■ Records for this task:
[Start of section]

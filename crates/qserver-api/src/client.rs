// HTTP client for the queue server's REST endpoints.
//
// Wraps `reqwest::Client` with base-URL joining, rate limiting, and the
// retry policy from `http_support`. Only the endpoints the connection
// layer needs are exposed: status and allowed plans.

use std::sync::Arc;

use serde::de::DeserializeOwned;
use serde_json::{Map, Value};
use tracing::debug;
use url::Url;

use crate::error::Error;
use crate::http_support;
use crate::models::StatusSnapshot;
use crate::rate_limiter::RateLimiter;
use crate::service::{BoxFuture, RunEngineService, StatusSocket};
use crate::transport::TransportConfig;
use crate::websocket::WsStatusSocket;

const STATUS_PATH: &str = "api/status";
const PLANS_ALLOWED_PATH: &str = "api/plans/allowed";
const STATUS_WS_PATH: &str = "api/status/ws";

/// Permits per second used when no limiter is supplied.
pub const DEFAULT_RATE_LIMIT: f64 = 20.0;

/// Queue-server client over HTTP, with a WebSocket factory for pushed status.
pub struct HttpRunEngine {
    http: reqwest::Client,
    base_url: Url,
    limiter: Arc<RateLimiter>,
    authorization: Option<String>,
}

impl HttpRunEngine {
    /// Create a client from a `TransportConfig` and a shared limiter.
    pub fn new(
        base_url: Url,
        transport: &TransportConfig,
        limiter: Arc<RateLimiter>,
    ) -> Result<Self, Error> {
        let http = transport.build_client()?;
        Ok(Self {
            http,
            base_url: with_trailing_slash(base_url),
            limiter,
            authorization: transport.authorization(),
        })
    }

    /// Create a client with a pre-built `reqwest::Client` and the default limiter.
    pub fn from_reqwest(base_url: &str, http: reqwest::Client) -> Result<Self, Error> {
        let base_url = Url::parse(base_url)?;
        Ok(Self {
            http,
            base_url: with_trailing_slash(base_url),
            limiter: Arc::new(RateLimiter::new(DEFAULT_RATE_LIMIT)?),
            authorization: None,
        })
    }

    /// The server root all endpoint paths are joined onto.
    pub fn base_url(&self) -> &Url {
        &self.base_url
    }

    /// URL of the status WebSocket (`http` -> `ws`, `https` -> `wss`).
    pub fn status_ws_url(&self) -> Result<Url, Error> {
        let mut url = self.base_url.join(STATUS_WS_PATH)?;
        let scheme = if url.scheme() == "https" { "wss" } else { "ws" };
        url.set_scheme(scheme).map_err(|()| {
            Error::WebSocketConnect(format!("cannot derive WebSocket URL from {}", self.base_url))
        })?;
        Ok(url)
    }

    /// GET a JSON endpoint, retrying transient failures with backoff.
    async fn get_json<T: DeserializeOwned>(&self, path: &str) -> Result<T, Error> {
        let url = self.base_url.join(path)?;
        let mut attempt: u32 = 0;

        loop {
            self.limiter.acquire_async().await;

            match self.get_once(&url).await {
                Ok(value) => return Ok(value),
                Err(e) if attempt < http_support::MAX_RETRIES && http_support::is_retryable(&e) => {
                    let delay = http_support::backoff_delay(attempt);
                    debug!(%url, error = %e, attempt, delay_ms = delay.as_millis() as u64, "retrying request");
                    tokio::time::sleep(delay).await;
                    attempt += 1;
                }
                Err(e) => return Err(e),
            }
        }
    }

    async fn get_once<T: DeserializeOwned>(&self, url: &Url) -> Result<T, Error> {
        debug!(%url, "GET");
        let resp = self.http.get(url.clone()).send().await?;
        let status = resp.status();
        let body = resp.text().await?;

        if !status.is_success() {
            return Err(Error::Http {
                status: status.as_u16(),
                body,
            });
        }

        serde_json::from_str(&body).map_err(|e| Error::Deserialization {
            message: e.to_string(),
            body,
        })
    }
}

impl RunEngineService for HttpRunEngine {
    fn status(&self) -> BoxFuture<'_, Result<StatusSnapshot, Error>> {
        Box::pin(self.get_json::<StatusSnapshot>(STATUS_PATH))
    }

    fn plans_allowed_raw(&self) -> BoxFuture<'_, Result<Map<String, Value>, Error>> {
        Box::pin(self.get_json::<Map<String, Value>>(PLANS_ALLOWED_PATH))
    }

    fn create_status_websocket(&self) -> Result<Arc<dyn StatusSocket>, Error> {
        let url = self.status_ws_url()?;
        Ok(Arc::new(WsStatusSocket::new(url, self.authorization.clone())))
    }
}

fn with_trailing_slash(mut url: Url) -> Url {
    if !url.path().ends_with('/') {
        let path = format!("{}/", url.path());
        url.set_path(&path);
    }
    url
}

#[cfg(test)]
mod tests {
    use super::*;

    #[test]
    fn ws_url_follows_http_scheme() {
        let plain = HttpRunEngine::from_reqwest("http://localhost:60610", reqwest::Client::new()).unwrap();
        assert_eq!(plain.status_ws_url().unwrap().as_str(), "ws://localhost:60610/api/status/ws");

        let secure = HttpRunEngine::from_reqwest("https://qs.example.org/bluesky", reqwest::Client::new()).unwrap();
        assert_eq!(
            secure.status_ws_url().unwrap().as_str(),
            "wss://qs.example.org/bluesky/api/status/ws"
        );
    }
}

[End of section]

Reproduce the entries above exactly, but only the lines between the line holding "and allowed plans." and the line holding "use crate::models::StatusSnapshot;", inclusive.

// layer needs are exposed: status and allowed plans.

use std::sync::Arc;

use serde::de::DeserializeOwned;
use serde_json::{Map, Value};
use tracing::debug;
use url::Url;

use crate::error::Error;
use crate::http_support;
use crate::models::StatusSnapshot;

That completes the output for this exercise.